A CURA DI

AVV. ANTONELLA ROBERTI

CORTE DI GIUSTIZIA DELL’UNIONE EUROPEA: UN MEDICINALE NON SOGGETTO A PRESCRIZIONE MEDICA IN UNO STATO MEMBRO UE PUÒ ESSERE COMMERCIALIZZATO IN UN ALTRO STATO MEMBRO SOLO SE QUEST’ULTIMO NE ABBIA AUTORIZZATO IL COMMERCIO (CGUE 8 LUGLIO 2021,C-178/2020).

 Autore: Avv. Teresa Aloi

 

Il principio di libera circolazione delle merci, vigente nel territorio dell’Unione europea, non può consentire la commercializzazione di prodotti aggirando il sistema normativo nazionale del singolo Stato membro. Questo è quello che emerge dalla sentenza pronunciata dalla Corte di Giustizia dell’Unione europea l’8 luglio scorso, a seguito del rinvio pregiudiziale instaurato dalla Corte ungherese di Budapest nell’ambito di una controversia che vede da una parte la società Pharma Expressz e dall’altro l’Istituto nazionale di farmacia e nutrizione ungherese in qualità di autorità competente per la vigilanza sulle attività di commercializzazione dei medicinali.

Il principio di libera circolazione delle merci è una delle quattro libertà fondamentali dell’Unione europea (persone, servizi, merci e capitali), regolato dall’art. 28 all’art. 37 del Trattato sul funzionamento dell’Unione europea (TFUE).

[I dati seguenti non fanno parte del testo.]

use ratatui::{
    buffer::Buffer,
    layout::Rect,
    style::{Color, Modifier, Style},
    text::{Line, Span},
    widgets::{Block, Borders, Clear, Paragraph, Widget, Wrap},
};
use unicode_width::UnicodeWidthStr;

use crate::presentation::theme::Theme;

/// Two-choice destructive confirmation dialog.
pub struct ConfirmPopup<'a> {
    title: &'a str,
    message: &'a str,
    theme: &'a Theme,
}

impl<'a> ConfirmPopup<'a> {
    #[must_use]
    pub fn new(title: &'a str, message: &'a str, theme: &'a Theme) -> Self {
        Self {
            title,
            message,
            theme,
        }
    }
}

impl Widget for ConfirmPopup<'_> {
    fn render(self, area: Rect, buf: &mut Buffer) {
        let title = format!(" {} ", self.title);

        let max_popup_width = 60.min(area.width.saturating_sub(2));
        let width = u16::try_from(self.message.width())
            .unwrap_or(u16::MAX)
            .max(u16::try_from(title.width()).unwrap_or(0))
            .saturating_add(4)
            .min(max_popup_width);

        let inner_width = width.saturating_sub(2).max(1);
        let content_width = u16::try_from(self.message.width()).unwrap_or(0);
        let lines = content_width.div_ceil(inner_width);
        let height = lines.saturating_add(4).min(10).max(5);

        let popup_area = centered(area, width, height);
        let intersection = area.intersection(popup_area);
        if intersection.area() == 0 {
            return;
        }

        let block = Block::default()
            .borders(Borders::ALL)
            .title(title)
            .style(Style::default().fg(Color::Red));

        let choices = Line::from(vec![
            Span::styled(
                "[Y] Remove",
                Style::default()
                    .fg(Color::Red)
                    .add_modifier(Modifier::BOLD),
            ),
            Span::raw("   "),
            Span::styled("[N] Cancel", self.theme.dimmed_style),
        ]);

        let para = Paragraph::new(vec![
            Line::from(self.message),
            Line::default(),
            choices,
        ])
        .block(block)
        .wrap(Wrap { trim: true })
        .style(Style::default().fg(Color::Reset));

        Clear.render(intersection, buf);
        para.render(intersection, buf);
    }
}

/// Centers a `width` x `height` rect inside `area`.
pub(crate) fn centered(area: Rect, width: u16, height: u16) -> Rect {
    let x = area.x + area.width.saturating_sub(width) / 2;
    let y = area.y + area.height.saturating_sub(height) / 2;
    Rect::new(x, y, width.min(area.width), height.min(area.height))
}

#[cfg(test)]
mod tests {
    use super::*;

    #[test]
    fn test_centered_rect() {
        let area = Rect::new(0, 0, 80, 24);
        let rect = centered(area, 40, 6);
        assert_eq!(rect, Rect::new(20, 9, 40, 6));
    }

    #[test]
    fn test_render_draws_choices() {
        let theme = Theme::default();
        let area = Rect::new(0, 0, 80, 24);
        let mut buf = Buffer::empty(area);

        ConfirmPopup::new("Remove task", "Remove \"Buy milk\"?", &theme).render(area, &mut buf);

        let content: String = (0..area.width)
            .flat_map(|x| (0..area.height).map(move |y| (x, y)))
            .map(|pos| buf[pos].symbol().to_string())
            .collect();
        assert!(content.contains('Y'));
        assert!(content.contains('N'));
    }
}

La libertà di circolazione delle merci si fonda sull’unione doganale e sulla proibizione di limiti quantitativi di importazione ed esportazione, così come di misure ad effetto equivalente (cioè, ogni misura che, anche se non qualificabile come dazio, abbia comunque un effetto discriminatorio o restrittivo degli scambi intracomunitari). Tali divieti, sono derogabili, ma solo per motivi di moralità pubblica, ordine pubblico, pubblica sicurezza, tutela della vita delle persone, protezione del patrimonio, artistico, storico ed archeologico, tutela della proprietà industriale o commerciale; le eccezioni non devono, comunque, costituire una discriminazione o restrizione dissimulata e devono rispettare i principi di proporzionalità e di idoneità al raggiungimento dello scopo.

Nel marzo 2019, le autorità ungheresi avevano ingiunto alla Pharma Expressz di cessare la commercializzazione in Ungheria di medicinali non soggetti a prescrizione medica privi, nello stesso Stato, di un’autorizzazione (AIC) in tal senso rilasciata dalle autorità ungheresi o dalla Commissione europea. In base alla normativa ungherese, infatti, i medicinali che non dispongono di tale autorizzazione possono essere commercializzati solo nel caso in cui il loro uso per scopi medici sia stato notificato alle autorità da un medico prescrittore, il quale deve ottenere da quest’ultima una dichiarazione relativa a tale uso.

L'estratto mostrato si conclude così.